The Identity Theft Resource Center has been tracking data breaches for years and has basically seen it all.
There have been events in which hackers stole the information for millions of credit card accounts. Some breaches have included usernames and passwords for more than a billion email accounts, while others have exposed the complete records—containing all the PII for each of the victims—for just a few hundred individuals, which is only a handful of people in comparison.
There are different outcomes in many data breaches, of course. What kind of information was stolen? Did the hackers get enough information to lead to identity theft? Can the victims’ finances be impacted? Will they need credit monitoring to watch for suspicious or criminal activity?
The type of breach can vary greatly, too. Was it an inside job by an employee with access to records? Did hackers break through what was supposed to be a secured network? Did someone throw away large amounts of papers that contain sensitive information? Did an employee intentionally but innocently forward information to someone who pretended to be the boss?
One other distinction that was recently reported is for an event in which the victims say it wasn’t actually a data breach, but rather just a “data over-exposure.” What’s the difference? For some states and their notification laws, there might not be a difference. But in the case of Dow Jones & Co, and their four million customers whose information was accidentally left open to the public on an unsecured server, the company claims it wasn’t a breach.
There are some minor differences here.
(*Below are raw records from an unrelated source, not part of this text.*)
use dxview::config::{AppConfig, ConfigManager};
use std::fs;
use tempfile::TempDir;

// Helper to create a temporary config directory for testing
fn setup_test_config_dir() -> (TempDir, ConfigManager) {
    let temp_dir = TempDir::new().expect("Failed to create temp dir");
    let config_manager = ConfigManager::with_dir(temp_dir.path().to_path_buf());
    (temp_dir, config_manager)
}

fn write_config(manager: &ConfigManager, content: &str) {
    manager.ensure_config_dir().unwrap();
    fs::write(manager.config_path("config.toml"), content).unwrap();
}

#[test]
fn test_default_config() {
    let config = AppConfig::default();

    assert_eq!(config.version, "0.1");
    assert!(config.profiles.is_empty());

    assert_eq!(config.server.host, "127.0.0.1");
    assert_eq!(config.server.port, 8050);
    assert!(config.server.open_browser);
    assert_eq!(config.server.open_browser_delay_ms, 1000);

    assert_eq!(config.display.default_page_size, 10);
    assert_eq!(config.display.max_plot_bars, 10);

    assert_eq!(config.chart.theme.font_family, "Arial");
    assert_eq!(config.chart.theme.font_size, 20);
    assert_eq!(config.chart.theme.font_color, "#a5b1cd");
    assert_eq!(config.chart.theme.bar_color, "#0074D9");
    assert_eq!(config.chart.theme.accent_color, "#7FDBFF");

    assert!(config.file_loading.data_dir.is_none());
    assert!(config.validate().is_ok());
}

#[test]
fn test_generate_default_config() {
    let (_temp_dir, config_manager) = setup_test_config_dir();

    let template = config_manager.generate_default_config();

    assert!(template.contains("# [server]"));
    assert!(template.contains("# [display]"));
    assert!(template.contains("# [chart.theme]"));
    assert!(template.contains("# [file_loading]"));
    assert!(template.contains("# data_dir = \"/path/to/data\""));
    assert!(template.contains("# [[profiles]]"));
    assert!(template.contains("# Port the dashboard listens on"));

    // Every non-empty line is a comment so the defaults stay in effect
    for line in template.lines() {
        let trimmed = line.trim();
        assert!(
            trimmed.is_empty() || trimmed.starts_with('#'),
            "uncommented line: {}",
            line
        );
    }
}

#[test]
fn test_write_default_config_respects_force() {
    let (_temp_dir, config_manager) = setup_test_config_dir();

    let path = config_manager.write_default_config(false).unwrap();
    assert!(path.exists());
    assert_eq!(path, config_manager.config_path("config.toml"));

    assert!(config_manager.write_default_config(false).is_err());
    fs::write(&path, "# edited\n").unwrap();
    config_manager.write_default_config(true).unwrap();
    let content = fs::read_to_string(&path).unwrap();
    assert!(content.starts_with("# dxview configuration file"));
}

#[test]
fn test_generated_config_loads_as_defaults() {
    let (_temp_dir, config_manager) = setup_test_config_dir();
    config_manager.write_default_config(false).unwrap();

    let config = AppConfig::load_with(&config_manager).unwrap();
    assert_eq!(config.server, AppConfig::default().server);
    assert_eq!(config.display, AppConfig::default().display);
    assert_eq!(config.chart, AppConfig::default().chart);
}

#[test]
fn test_missing_config_file_uses_defaults() {
    let (_temp_dir, config_manager) = setup_test_config_dir();
    let config = AppConfig::load_with(&config_manager).unwrap();
    assert_eq!(config.server.port, 8050);
    assert!(config.profiles.is_empty());
}

#[test]
fn test_user_config_merges_over_defaults() {
    let (_temp_dir, config_manager) = setup_test_config_dir();
    write_config(
        &config_manager,
        r##"
[server]
port = 9000
open_browser = false

[display]
max_plot_bars = 25

[chart.theme]
bar_color = "#112233"

[file_loading]
data_dir = "/srv/datasets"
"##,
    );

    let config = AppConfig::load_with(&config_manager).unwrap();
    assert_eq!(config.server.port, 9000);
    assert!(!config.server.open_browser);
    assert_eq!(config.server.host, "127.0.0.1");
    assert_eq!(config.display.max_plot_bars, 25);
    assert_eq!(config.display.default_page_size, 10);
    assert_eq!(config.chart.theme.bar_color, "#112233");
    assert_eq!(config.chart.theme.accent_color, "#7FDBFF");
    assert_eq!(config.chart.width, 900);
    assert_eq!(
        config.file_loading.data_dir.as_deref(),
        Some("/srv/datasets")
    );
}

#[test]
fn test_profiles_parse_with_match_key() {
    let (_temp_dir, config_manager) = setup_test_config_dir();
    write_config(
        &config_manager,
        r#"
[[profiles]]
match = "orders"
columns = ["id", "Qty", "Date"]

[profiles.dtypes]
id = "string"
Qty = "int64"
Date = "datetime64"
"#,
    );

    let config = AppConfig::load_with(&config_manager).unwrap();
    assert_eq!(config.profiles.len(), 1);
    let profile = &config.profiles[0];
    assert!(profile.matches("orders_2023.csv"));
    assert_eq!(profile.pattern, "orders");
    assert_eq!(
        profile.columns.as_deref(),
        Some(&["id".to_string(), "Qty".to_string(), "Date".to_string()][..])
    );
    assert_eq!(profile.dtypes.get("Qty").map(String::as_str), Some("int64"));
    assert!(!profile.matches("inventory.csv"));
}

#[test]
fn test_invalid_values_are_rejected() {
    let cases = [
        "[server]\nport = 0\n",
        "[display]\ndefault_page_size = 0\n",
        "[display]\ndefault_page_size = 501\n",
        "[display]\nmax_plot_bars = 51\n",
        "[chart.theme]\nbar_color = \"blue\"\n",
        "[chart.theme]\nfont_size = 0\n",
        "version = \"0.2\"\n",
        "[[profiles]]\nmatch = \"x\"\n[profiles.dtypes]\nQty = \"decimal\"\n",
    ];

    for content in cases {
        let (_temp_dir, config_manager) = setup_test_config_dir();
        write_config(&config_manager, content);
        let result = AppConfig::load_with(&config_manager);
        assert!(result.is_err(), "accepted invalid config: {}", content);
    }
}

#[test]
fn test_malformed_toml_is_reported() {
    let (_temp_dir, config_manager) = setup_test_config_dir();
    write_config(&config_manager, "[server\nport = ");
    let err = AppConfig::load_with(&config_manager).unwrap_err();
    assert!(err.to_string().contains("Failed to parse config file"));
}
First, the data was stored exactly where Dow Jones planned for it to go, but the way it was set up on the Amazon S3 web hosting server left it accessible to others with Amazon web authentication. A security researcher found the information during an intentional search for unsecured databases, and so far no unauthorized activity has been reported with the information.
This might be important to Dow Jones, but their approximately four million customers might not feel that this is so minor. The accessible database contained customers’ names, their in-house customer IDs, along with their home and business addresses. The most alarming information was the last four digits of the credit card the victims stored in their customer records, along with their email addresses. This information and the news surrounding the data breach means victims can certainly expect phishing emails that can lead to scams.
No matter how a breach occurs—or whether it was even a full-fledged breach or simply a mislabeled security protocol—consumers need to be prepared to take their security into their own hands. Monitoring their accounts carefully, practicing good password safety, and taking action against suspicious activity immediately can help no matter how your information fell into the wrong hands.